From “Hardesty’s History of Lincoln County, West Virginia,” published by H.H. Hardesty, we find this entry for Caleb Headley, who resided at Fourteen in Lincoln County, West Virginia:

Has for nearly fifty years been a practicing physician. He was born in Pennsylvania in 1808, and his parents Thomas and Sarah (Asher) Headley, are both deceased. Caleb Headley has been twice married, his first wife, Nancy Wright, a Pennsylvanian, left him eight children: Elizabeth J., born June 2, 1829; Thomas J., November 23, 18931; Sarah A., December 8, 1833; Caleb S., March 30, 1838; George W., May 21, 1839; Benjamin F., May 31, 1841; Anthony, June 3, 1844; Elisha, born August 1, 1850. Mr. Headley was again married in Catlettsburg, Kentucky, to Sarah A. Farley, and the children of this union number six, born as follows: John T., April 20, 1867; Ida C., March 23, 1869; Caleb D., February 22, 1872; William F., August 25, 1875; Margaret, March 28, 1878; Ballard C., April 14, 1880. Mrs.

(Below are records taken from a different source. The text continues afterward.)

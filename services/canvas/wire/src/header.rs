//! Frame header, type tags and protocol versioning.
//!
//! Every frame starts with a 5-byte header: a one-byte type tag followed by
//! the big-endian length of the payload that follows.

use std::fmt;

/// Frame header size in bytes (tag + payload length)
pub const FRAME_HEADER_SIZE: usize = 5;

/// Protocol version spoken by this build
pub const CURRENT_VERSION: ProtocolVersion = ProtocolVersion::new(1, 0, 0);

/// Frame types as defined in the wire protocol
#[repr(u8)]
#[derive(Debug, Clone, Copy, PartialEq, Eq, Hash)]
pub enum FrameType {
    /// Reserved, carries no payload
    Nop = 0x00,
    /// Client protocol version, first frame of every session
    Version = 0x01,
    /// Server-assigned session identifier
    SessionId = 0x02,
    /// Announces a chunked transfer
    TransferStart = 0x03,
    /// One ordered slice of a transfer payload
    TransferChunk = 0x04,
    /// Announces transfer completion
    TransferStop = 0x05,
    /// Receiver pull request for the next transfer step
    TransferSync = 0x06,
}

impl TryFrom<u8> for FrameType {
    type Error = crate::WireError;

    fn try_from(value: u8) -> Result<Self, Self::Error> {
        match value {
            0x00 => Ok(FrameType::Nop),
            0x01 => Ok(FrameType::Version),
            0x02 => Ok(FrameType::SessionId),
            0x03 => Ok(FrameType::TransferStart),
            0x04 => Ok(FrameType::TransferChunk),
            0x05 => Ok(FrameType::TransferStop),
            0x06 => Ok(FrameType::TransferSync),
            _ => Err(crate::WireError::Type(value)),
        }
    }
}

impl FrameType {
    /// Exact payload length for kinds with a fixed layout
    pub fn fixed_payload_len(self) -> Option<usize> {
        match self {
            FrameType::Nop => Some(0),
            FrameType::Version => Some(6),
            FrameType::SessionId => Some(4),
            FrameType::TransferStart => Some(8),
            FrameType::TransferChunk => None,
            FrameType::TransferStop => Some(4),
            FrameType::TransferSync => Some(4),
        }
    }
}

/// Protocol version triple carried by a `Version` frame
#[derive(Debug, Clone, Copy, PartialEq, Eq, Hash)]
pub struct ProtocolVersion {
    /// Major version, must match exactly for a session to be accepted
    pub major: u16,
    /// Minor version (informational)
    pub minor: u16,
    /// Patch version (informational)
    pub patch: u16,
}

impl ProtocolVersion {
    /// Create a version triple
    pub const fn new(major: u16, minor: u16, patch: u16) -> Self {
        Self {
            major,
            minor,
            patch,
        }
    }

    /// Whether a peer speaking `other` can talk to us
    pub fn is_compatible(&self, other: &ProtocolVersion) -> bool {
        self.major == other.major
    }
}

impl fmt::Display for ProtocolVersion {
    fn fmt(&self, f: &mut fmt::Formatter<'_>) -> fmt::Result {
        write!(f, "{}.{}.{}", self.major, self.minor, self.patch)
    }
}
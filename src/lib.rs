//! Sira -- soil column models for equivalent-linear site-response analysis
//!
//! This crate represents a layered soil column (a [`Profile`] of [`Layer`]s
//! over an infinite halfspace) together with the strain-dependent stiffness
//! and damping of its materials ([`SoilType`] holding [`NonlinearProperty`]
//! curves). Empirical regression models (Darendeli, Menq, Kishida) generate
//! the nonlinear curves from physical soil parameters.
//!
//! An external frequency-domain solver drives the equivalent-linear
//! iteration: it assigns a strain to each layer, reads the strain-compatible
//! complex shear modulus and velocity, and checks [`Layer::max_error`]
//! (tracked by [`IterativeValue`]) until the column converges. This crate
//! exposes the state needed for that loop but no looping construct itself.

mod constants;
mod enums;
mod error;
mod interp;
mod iterative_value;
mod layer;
mod location;
mod model_darendeli;
mod model_hyperbolic;
mod model_kishida;
mod model_menq;
mod nonlinear_property;
mod parameters;
mod profile;
mod soil_type;
pub use crate::constants::*;
pub use crate::enums::*;
pub use crate::error::*;
pub use crate::iterative_value::*;
pub use crate::layer::*;
pub use crate::location::*;
pub use crate::model_darendeli::*;
pub use crate::model_hyperbolic::*;
pub use crate::model_kishida::*;
pub use crate::model_menq::*;
pub use crate::nonlinear_property::*;
pub use crate::parameters::*;
pub use crate::profile::*;
pub use crate::soil_type::*;
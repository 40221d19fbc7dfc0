use russell_lab::Vector;
use serde::{Deserialize, Serialize};

/// Returns the default strain grid for the empirical curve generators
///
/// 20 points log-spaced between 1e-4 % and 10^0.5 ≈ 3.16 % shear strain.
pub fn default_strains() -> Vector {
    let n = 20;
    let mut strains = Vector::new(n);
    for i in 0..n {
        let exponent = -4.0 + 4.5 * (i as f64) / ((n - 1) as f64);
        strains[i] = f64::powf(10.0, exponent);
    }
    strains
}

/// Holds parameters for the Darendeli (2001) model for fine grained soils
#[derive(Clone, Copy, Debug, Deserialize, PartialEq, Serialize)]
pub struct ParamDarendeli {
    /// Plasticity index PI [percent]
    pub plas_index: f64,

    /// Overconsolidation ratio OCR
    pub ocr: f64,

    /// Mean effective stress σₘ' [kN/m²]
    pub mean_stress: f64,

    /// Excitation frequency [Hz]
    pub freq: f64,

    /// Number of cycles of loading
    pub num_cycles: f64,
}

impl Default for ParamDarendeli {
    fn default() -> Self {
        ParamDarendeli {
            plas_index: 0.0,
            ocr: 1.0,
            mean_stress: 101.3,
            freq: 1.0,
            num_cycles: 10.0,
        }
    }
}

/// Holds parameters for the Menq (2003) model for gravelly soils
#[derive(Clone, Copy, Debug, Deserialize, PartialEq, Serialize)]
pub struct ParamMenq {
    /// Uniformity coefficient Cᵤ
    pub uniformity_coeff: f64,

    /// Mean grain diameter D₅₀ [mm]
    pub diam_mean: f64,

    /// Mean effective stress σₘ' [kN/m²]
    pub mean_stress: f64,

    /// Number of cycles of loading
    pub num_cycles: f64,
}

impl Default for ParamMenq {
    fn default() -> Self {
        ParamMenq {
            uniformity_coeff: 10.0,
            diam_mean: 5.0,
            mean_stress: 1.0,
            num_cycles: 10.0,
        }
    }
}

/// Holds parameters for the Kishida (2009) model for highly organic soils
#[derive(Clone, Copy, Debug, Deserialize, PartialEq, Serialize)]
pub struct ParamKishida {
    /// Mean effective stress σₘ' [kN/m²]
    pub mean_stress: f64,

    /// Organic content [percent]
    pub organic_content: f64,

    /// Laboratory consolidation ratio (use 1 for field applications)
    pub lab_consol_ratio: f64,
}

impl Default for ParamKishida {
    fn default() -> Self {
        ParamKishida {
            mean_stress: 101.3,
            organic_content: 10.0,
            lab_consol_ratio: 1.0,
        }
    }
}

////////////////////////////////////////////////////////////////////////////////////////////////////////////////////////
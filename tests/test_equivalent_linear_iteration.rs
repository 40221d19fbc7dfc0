use russell_lab::approx_eq;
use sira::{
    CompModulus, Damping, Layer, ModelDarendeli, ModelMenq, ParamDarendeli, ParamMenq, Profile,
    SiteError, SoilType, WaveField,
};
use std::sync::Arc;

const TOL_PERCENT: f64 = 0.5;
const MAX_ITERATIONS: usize = 30;

/// Builds a clay-over-gravel column on an elastic halfspace
fn sample_profile() -> Result<Profile, SiteError> {
    let mut param = ParamDarendeli::default();
    param.plas_index = 30.0;
    let clay = Arc::new(ModelDarendeli::new(param)?.soil_type("clay (PI=30)", 17.0, None)?);
    let gravel = Arc::new(ModelMenq::new(ParamMenq::default())?.soil_type("gravel", 19.0, None)?);
    let rock = Arc::new(SoilType::new("rock", 22.0, None, Damping::Constant(0.004))?);
    let layers = vec![
        Layer::new(clay, 8.0, 180.0)?,
        Layer::new(gravel, 12.0, 320.0)?,
        Layer::new(rock, 0.0, 1100.0)?,
    ];
    Profile::new(layers, 4.0)
}

#[test]
fn test_equivalent_linear_iteration() -> Result<(), SiteError> {
    // profile: two nonlinear layers over an elastic halfspace
    let mut profile = sample_profile()?;
    let initial_mods: Vec<f64> = profile.layers().iter().map(|l| l.initial_shear_mod()).collect();

    // stand-in for the frequency-domain solver: each layer carries a fixed
    // demand and the compatible strain is the fixed point of
    // strain = demand / shear_mod(strain)
    let demands = [3000.0, 8000.0, 500.0];

    // iterate until the relative change of modulus and damping converges
    let mut iterations = 0;
    loop {
        for i in 0..profile.len() {
            let strain = demands[i] / profile[i].shear_mod().value();
            profile.layer_mut(i)?.set_strain(strain)?;
        }
        iterations += 1;
        if profile.max_error() < TOL_PERCENT || iterations == MAX_ITERATIONS {
            break;
        }
    }
    assert!(iterations < MAX_ITERATIONS);
    assert!(profile.max_error() < TOL_PERCENT);

    // the nonlinear layers soften; the elastic halfspace does not
    assert!(profile[0].shear_mod().value() < 0.8 * initial_mods[0]);
    assert!(profile[1].shear_mod().value() < 0.8 * initial_mods[1]);
    assert_eq!(profile[2].shear_mod().value(), initial_mods[2]);

    // damping grows above the small-strain value
    assert!(profile[0].damping().value() > profile[0].soil_type().damping_min());
    assert!(profile[1].damping().value() > profile[1].soil_type().damping_min());
    assert_eq!(profile[2].damping().value(), 0.004);

    // the energy-consistent complex velocity preserves the real amplitude
    let comp_vel = profile[0].comp_shear_vel(CompModulus::Dormieux);
    approx_eq(comp_vel.norm(), profile[0].shear_vel(), 1e-10);

    // resetting restores the small-strain state of the whole column
    profile.reset();
    assert_eq!(profile.max_error(), 0.0);
    for (i, layer) in profile.layers().iter().enumerate() {
        assert_eq!(layer.shear_mod().value(), initial_mods[i]);
    }
    Ok(())
}

#[test]
fn test_profile_metrics_and_locations() -> Result<(), SiteError> {
    let profile = sample_profile()?;

    // time-averaged velocity over the finite layers: 20 / (8/180 + 12/320)
    approx_eq(profile.time_average_vel(20.0)?, 244.0677966101695, 1e-12);

    // small-strain attenuation collects every layer's contribution
    let expected_atten = 2.0 * profile[0].soil_type().damping_min() * 8.0 / 180.0
        + 2.0 * profile[1].soil_type().damping_min() * 12.0 / 320.0;
    approx_eq(profile.site_attenuation(), expected_atten, 1e-15);

    // location in the second layer; effective stress removes the water column
    let location = profile.location(WaveField::Outcrop, Some(14.0), None)?;
    assert_eq!(location.index(), 1);
    assert_eq!(location.depth_within(), 6.0);
    let total = profile.vert_stress_at(&location, false)?;
    let effective = profile.vert_stress_at(&location, true)?;
    approx_eq(total, 8.0 * 17.0 + 6.0 * 19.0, 1e-13);
    approx_eq(total - effective, sira::GRAVITY * 10.0, 1e-13);

    // the distinct soil types of the column
    let soil_types = profile.soil_types();
    assert_eq!(soil_types.len(), 3);
    assert!(soil_types[0].is_nonlinear());
    assert!(!soil_types[2].is_nonlinear());
    Ok(())
}
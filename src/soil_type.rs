use crate::{NonlinearProperty, SiteError, GRAVITY};

/// Defines the damping behavior of a soil type
#[derive(Clone, Debug, PartialEq)]
pub enum Damping {
    /// Linear behavior with a constant damping ratio [decimal]
    Constant(f64),

    /// Strain-dependent damping ratio curve
    Curve(NonlinearProperty),
}

/// Combines material properties with nonlinear strain-dependent behavior
///
/// A soil type couples the unit weight of the material with an optional
/// shear-modulus reduction curve and a damping specification. Without a
/// modulus reduction curve the soil is linear with no reduction; with a
/// constant damping the soil dissipates the same energy at every strain.
///
/// Soil types are immutable once built and may be shared by several layers.
#[derive(Clone, Debug, PartialEq)]
pub struct SoilType {
    /// Name used for identification
    name: String,

    /// Unit weight of the material [kN/m³]
    unit_wt: f64,

    /// Shear-modulus reduction curve (None => linear, no reduction)
    mod_reduc: Option<NonlinearProperty>,

    /// Damping specification (constant ratio or curve)
    damping: Damping,
}

impl SoilType {
    /// Allocates a new instance
    pub fn new(
        name: &str,
        unit_wt: f64,
        mod_reduc: Option<NonlinearProperty>,
        damping: Damping,
    ) -> Result<Self, SiteError> {
        if unit_wt < 0.0 {
            return Err(SiteError::Configuration("unit weight must be non-negative"));
        }
        Ok(SoilType {
            name: name.to_string(),
            unit_wt,
            mod_reduc,
            damping,
        })
    }

    /// Returns the name of the soil type
    pub fn name(&self) -> &str {
        &self.name
    }

    /// Returns the unit weight [kN/m³]
    pub fn unit_wt(&self) -> f64 {
        self.unit_wt
    }

    /// Returns the shear-modulus reduction curve (None => linear)
    pub fn mod_reduc(&self) -> Option<&NonlinearProperty> {
        self.mod_reduc.as_ref()
    }

    /// Returns the damping specification
    pub fn damping(&self) -> &Damping {
        &self.damping
    }

    /// Returns the density of the soil [Mg/m³]
    pub fn density(&self) -> f64 {
        self.unit_wt / GRAVITY
    }

    /// Returns the small-strain damping [decimal]
    ///
    /// This is the first value of the damping curve, or the constant itself.
    pub fn damping_min(&self) -> f64 {
        match &self.damping {
            Damping::Constant(value) => *value,
            Damping::Curve(curve) => curve.values()[0],
        }
    }

    /// Tells whether any strain-dependent curve is specified
    pub fn is_nonlinear(&self) -> bool {
        self.mod_reduc.is_some() || matches!(self.damping, Damping::Curve(_))
    }
}

////////////////////////////////////////////////////////////////////////////////////////////////////////////////////////
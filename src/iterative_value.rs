/// Tracks a value across equivalent-linear iterations
///
/// Assigning a new value shifts the current one into `previous`, so the
/// relative change between the last two iterations can drive a convergence
/// check by an external solver.
#[derive(Clone, Copy, Debug, PartialEq)]
pub struct IterativeValue {
    /// Current value
    value: f64,

    /// Value of the preceding iteration (None before the first update)
    previous: Option<f64>,
}

impl IterativeValue {
    /// Allocates a new instance with no iteration history
    pub fn new(value: f64) -> Self {
        IterativeValue {
            value,
            previous: None,
        }
    }

    /// Returns the current value
    pub fn value(&self) -> f64 {
        self.value
    }

    /// Returns the value of the preceding iteration
    pub fn previous(&self) -> Option<f64> {
        self.previous
    }

    /// Assigns a new value, shifting the current one into the history
    pub fn update(&mut self, value: f64) {
        self.previous = Some(self.value);
        self.value = value;
    }

    /// Returns the relative error, in percent, between the two iterations
    ///
    /// Returns 0 if no previous value exists. A zero current value makes the
    /// error unbounded and is reported as an explicit infinity rather than
    /// being suppressed.
    pub fn relative_error(&self) -> f64 {
        match self.previous {
            Some(previous) => {
                if self.value == 0.0 {
                    f64::INFINITY
                } else {
                    100.0 * (previous - self.value) / self.value
                }
            }
            None => 0.0,
        }
    }

    /// Clears the iteration history without discarding the current value
    pub fn reset(&mut self) {
        self.previous = None;
    }
}

////////////////////////////////////////////////////////////////////////////////////////////////////////////////////////
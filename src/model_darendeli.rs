use crate::model_hyperbolic::build_hyperbolic_soil_type;
use crate::{
    default_strains, HyperbolicFormulation, ParamDarendeli, SiteError, SoilType, KPA_TO_ATM,
};
use russell_lab::Vector;

/// Implements the Darendeli (2001) empirical model for fine grained soils
///
/// Generates the modulus reduction and damping curves of a [`SoilType`] from
/// the plasticity index, the overconsolidation ratio, the mean effective
/// stress, the excitation frequency, and the number of loading cycles.
pub struct ModelDarendeli {
    param: ParamDarendeli,
}

impl ModelDarendeli {
    /// Allocates a new instance
    pub fn new(param: ParamDarendeli) -> Result<Self, SiteError> {
        if param.ocr <= 0.0
            || param.mean_stress <= 0.0
            || param.freq <= 0.0
            || param.num_cycles <= 0.0
        {
            return Err(SiteError::Configuration(
                "Darendeli parameters must be positive (ocr, mean_stress, freq, num_cycles)",
            ));
        }
        Ok(ModelDarendeli { param })
    }

    /// Builds a soil type with the generated curves
    ///
    /// If `strains` is None, the default 20-point log-spaced grid is used.
    pub fn soil_type(
        &self,
        name: &str,
        unit_wt: f64,
        strains: Option<&Vector>,
    ) -> Result<SoilType, SiteError> {
        match strains {
            Some(strains) => build_hyperbolic_soil_type(name, unit_wt, strains, self),
            None => build_hyperbolic_soil_type(name, unit_wt, &default_strains(), self),
        }
    }
}

impl HyperbolicFormulation for ModelDarendeli {
    fn strain_ref(&self) -> f64 {
        let p = &self.param;
        (0.0352 + 0.0010 * p.plas_index * f64::powf(p.ocr, 0.3246))
            * f64::powf(p.mean_stress * KPA_TO_ATM, 0.3483)
    }

    fn curvature(&self) -> f64 {
        0.9190
    }

    fn damping_min(&self) -> f64 {
        let p = &self.param;
        (0.8005 + 0.0129 * p.plas_index * f64::powf(p.ocr, -0.1069))
            * f64::powf(p.mean_stress * KPA_TO_ATM, -0.2889)
            * (1.0 + 0.2919 * f64::ln(p.freq))
    }

    fn num_cycles(&self) -> f64 {
        self.param.num_cycles
    }

    fn curve_name(&self) -> String {
        format!(
            "Darendeli (PI={:.0}, OCR={:.1}, σₘ'={:.1} kN/m²)",
            self.param.plas_index, self.param.ocr, self.param.mean_stress
        )
    }
}

////////////////////////////////////////////////////////////////////////////////////////////////////////////////////////
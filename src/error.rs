use thiserror::Error;

/// Defines the errors reported by the soil column models
///
/// All errors fail fast at the point of detection; nothing is retried
/// internally.
#[derive(Clone, Copy, Debug, Error, PartialEq)]
pub enum SiteError {
    /// An input or a lookup request is inconsistent with the column state
    #[error("invalid configuration: {0}")]
    Configuration(&'static str),

    /// A named model or operation is not available
    #[error("unsupported model: {0}")]
    UnsupportedModel(&'static str),

    /// A value is degenerate and would propagate NaN through the column
    #[error("degenerate value: {0}")]
    DegenerateValue(&'static str),
}

////////////////////////////////////////////////////////////////////////////////////////////////////////////////////////
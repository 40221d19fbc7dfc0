use crate::{CurveParam, Damping, NonlinearProperty, SiteError, SoilType};
use log::debug;
use russell_lab::Vector;

/// Defines the regression hooks of the modified hyperbolic soil models
///
/// The Darendeli pipeline (modulus reduction, Masing damping, monotonized
/// total damping) is shared; an implementation only supplies the three
/// closed-form regressions that differ between models.
pub trait HyperbolicFormulation {
    /// Returns the reference strain γᵣ [percent]
    fn strain_ref(&self) -> f64;

    /// Returns the curvature coefficient of the hyperbolic relation
    fn curvature(&self) -> f64;

    /// Returns the minimum (small-strain) damping [percent]
    fn damping_min(&self) -> f64;

    /// Returns the number of loading cycles
    fn num_cycles(&self) -> f64;

    /// Returns the name given to the generated curves
    fn curve_name(&self) -> String;
}

/// Builds a soil type from a hyperbolic formulation over a strain grid
///
/// Runs the shared pipeline:
///
/// 1. Modified hyperbolic modulus reduction `G/Gmax = 1 / (1 + (γ/γᵣ)^a)`
/// 2. Masing damping from the perfect hyperbolic relation, corrected by a
///    cubic polynomial whose coefficients depend on the curvature
/// 3. Masing correction factor `0.6329 − 0.00566 ln(N)`
/// 4. Total damping `βmin + β_masing · b · (G/Gmax)^0.1` [percent]
/// 5. Running-maximum monotonization (damping must not decrease with
///    strain) and conversion to decimal
pub(crate) fn build_hyperbolic_soil_type(
    name: &str,
    unit_wt: f64,
    strains: &Vector,
    form: &dyn HyperbolicFormulation,
) -> Result<SoilType, SiteError> {
    let n = strains.dim();
    if n < 2 {
        return Err(SiteError::Configuration(
            "at least two strains are required to build soil curves",
        ));
    }
    if strains.as_data().iter().any(|s| *s <= 0.0) {
        return Err(SiteError::Configuration("strains must be positive"));
    }

    let strain_ref = form.strain_ref();
    let curvature = form.curvature();
    let damping_min = form.damping_min();
    debug!(
        "hyperbolic curves '{}': strain_ref = {}, curvature = {}, damping_min = {}",
        name, strain_ref, curvature, damping_min
    );

    // modified hyperbolic shear modulus reduction
    let mut mod_reduc = Vector::new(n);
    for i in 0..n {
        mod_reduc[i] = 1.0 / (1.0 + f64::powf(strains[i] / strain_ref, curvature));
    }

    // correction between the perfect hyperbolic strain model and the modified model
    let c1 = -1.1143 * curvature * curvature + 1.8618 * curvature + 0.2523;
    let c2 = 0.0805 * curvature * curvature - 0.0710 * curvature - 0.0095;
    let c3 = -0.0005 * curvature * curvature + 0.0002 * curvature + 0.0003;

    let masing_corr = 0.6329 - 0.00566 * f64::ln(form.num_cycles());

    let mut damping = Vector::new(n);
    let mut running_max = f64::NEG_INFINITY;
    for i in 0..n {
        let strain = strains[i];
        // Masing damping of the perfect hyperbolic model [percent]
        let a1 = (100.0 / std::f64::consts::PI)
            * (4.0 * (strain - strain_ref * f64::ln((strain + strain_ref) / strain_ref))
                / (strain * strain / (strain + strain_ref))
                - 2.0);
        let masing = c1 * a1 + c2 * a1 * a1 + c3 * a1 * a1 * a1;
        let total = damping_min + masing * masing_corr * f64::powf(mod_reduc[i], 0.1);
        // prevent the damping from reducing at large strains
        running_max = f64::max(running_max, total);
        damping[i] = running_max / 100.0;
    }

    let curve_name = form.curve_name();
    let mod_reduc = NonlinearProperty::new(
        &curve_name,
        strains.clone(),
        mod_reduc,
        Some(CurveParam::ModReduc),
    );
    let damping = NonlinearProperty::new(
        &curve_name,
        strains.clone(),
        damping,
        Some(CurveParam::Damping),
    );
    SoilType::new(name, unit_wt, Some(mod_reduc), Damping::Curve(damping))
}

////////////////////////////////////////////////////////////////////////////////////////////////////////////////////////

#[cfg(test)]
mod tests {
    use super::{build_hyperbolic_soil_type, HyperbolicFormulation};
    use crate::{default_strains, SiteError};
    use russell_lab::{approx_eq, Vector};

    struct Sample {}

    impl HyperbolicFormulation for Sample {
        fn strain_ref(&self) -> f64 {
            0.05
        }
        fn curvature(&self) -> f64 {
            0.9
        }
        fn damping_min(&self) -> f64 {
            1.0
        }
        fn num_cycles(&self) -> f64 {
            10.0
        }
        fn curve_name(&self) -> String {
            "sample".to_string()
        }
    }

    #[test]
    fn build_captures_wrong_input() {
        let form = Sample {};
        assert_eq!(
            build_hyperbolic_soil_type("s", 18.0, &Vector::from(&[1e-4]), &form).err(),
            Some(SiteError::Configuration(
                "at least two strains are required to build soil curves"
            ))
        );
        assert_eq!(
            build_hyperbolic_soil_type("s", 18.0, &Vector::from(&[0.0, 1e-3]), &form).err(),
            Some(SiteError::Configuration("strains must be positive"))
        );
    }

    #[test]
    fn pipeline_works() {
        let form = Sample {};
        let strains = default_strains();
        let soil = build_hyperbolic_soil_type("s", 18.0, &strains, &form).unwrap();
        assert!(soil.is_nonlinear());
        let mod_reduc = soil.mod_reduc().unwrap();
        assert_eq!(mod_reduc.name(), "sample");
        // hyperbolic relation at the grid points
        for i in 0..strains.dim() {
            let expected = 1.0 / (1.0 + f64::powf(strains[i] / 0.05, 0.9));
            approx_eq(mod_reduc.values()[i], expected, 1e-15);
        }
        // hyperbolic relation decreases from ~1 towards 0
        assert!(mod_reduc.values()[0] > 0.99);
        assert!(mod_reduc.values()[strains.dim() - 1] < 0.05);
    }

    #[test]
    fn damping_is_monotone_and_decimal() {
        let form = Sample {};
        let strains = default_strains();
        let soil = build_hyperbolic_soil_type("s", 18.0, &strains, &form).unwrap();
        let damping = match soil.damping() {
            crate::Damping::Curve(curve) => curve,
            _ => panic!("expected damping curve"),
        };
        let values = damping.values();
        for i in 1..values.dim() {
            assert!(values[i] >= values[i - 1]);
        }
        // small-strain damping approaches damping_min converted to decimal
        approx_eq(values[0], 0.01, 1e-3);
        assert_eq!(soil.damping_min(), values[0]);
    }
}
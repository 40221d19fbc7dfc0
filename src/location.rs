use crate::{Layer, SiteError, WaveField};

/// Addresses a point within a layer of a profile
///
/// A location pairs the layer (by index and by reference) with the depth
/// measured from the top of that layer and the wave field at which the
/// external solver evaluates the motion.
#[derive(Clone, Copy, Debug)]
pub struct Location<'a> {
    /// Index of the layer in the profile
    index: usize,

    /// The layer containing the point
    layer: &'a Layer,

    /// Depth from the top of the layer [m]
    depth_within: f64,

    /// Wave field at which the motion is evaluated
    wave_field: WaveField,
}

impl<'a> Location<'a> {
    /// Allocates a new instance
    pub fn new(
        index: usize,
        layer: &'a Layer,
        wave_field: WaveField,
        depth_within: f64,
    ) -> Result<Self, SiteError> {
        if depth_within < 0.0 || depth_within > layer.thickness() {
            return Err(SiteError::Configuration(
                "depth within the layer must be in 0 ≤ d ≤ thickness",
            ));
        }
        Ok(Location {
            index,
            layer,
            depth_within,
            wave_field,
        })
    }

    /// Allocates a new instance from a raw wave field label
    pub fn from_label(
        index: usize,
        layer: &'a Layer,
        wave_field: &str,
        depth_within: f64,
    ) -> Result<Self, SiteError> {
        Location::new(index, layer, WaveField::from_label(wave_field)?, depth_within)
    }

    /// Returns the index of the layer in the profile
    pub fn index(&self) -> usize {
        self.index
    }

    /// Returns the layer containing the point
    pub fn layer(&self) -> &'a Layer {
        self.layer
    }

    /// Returns the depth from the top of the layer [m]
    pub fn depth_within(&self) -> f64 {
        self.depth_within
    }

    /// Returns the wave field at which the motion is evaluated
    pub fn wave_field(&self) -> WaveField {
        self.wave_field
    }

    /// Returns the absolute depth of the point in the column [m]
    pub fn depth(&self) -> f64 {
        self.layer.depth() + self.depth_within
    }

    /// Returns the total vertical stress at the point [kN/m²]
    ///
    /// The effective stress (with the pore pressure subtracted) is computed
    /// by [`crate::Profile::vert_stress_at`] since it depends on the water
    /// table of the profile.
    pub fn vert_stress(&self) -> Result<f64, SiteError> {
        self.layer.vert_stress(self.depth_within)
    }
}

////////////////////////////////////////////////////////////////////////////////////////////////////////////////////////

Headley was born in Logan county, (now) West Virginia, May 26, 1849, and her parents, William and Elizabeth Jane (Clark) Farley, settled in Lincoln county in 1844. Caleb Headley came to Lincoln county in 1866, and is now a prosperous farmer, owning 600 acres of good land on Fourteen-mile creek, a portion of which is heavily timbered with oak, poplar and pine; coal and iron ore in abundance. There is a fine sulphur spring upon the land, on the creek three miles from Guyan river, which has been visited by people from many parts of the United States, and it is pronounced of excellent medicinal quality by all. Dr. Headley was commissioner of revenue one term, and was justice of the peace sixteen years in Wetzel county, West Virginia. He was in the late war, and ranked as captain of a company. Dr. Headley was a member of the Methodist Church for forty years, but on coming to Lincoln county, there was no church of that denomination, and he united with the Christian Church. His father was also a physician for many years. Direct mail to Fourteen, Lincoln county, West Virginia.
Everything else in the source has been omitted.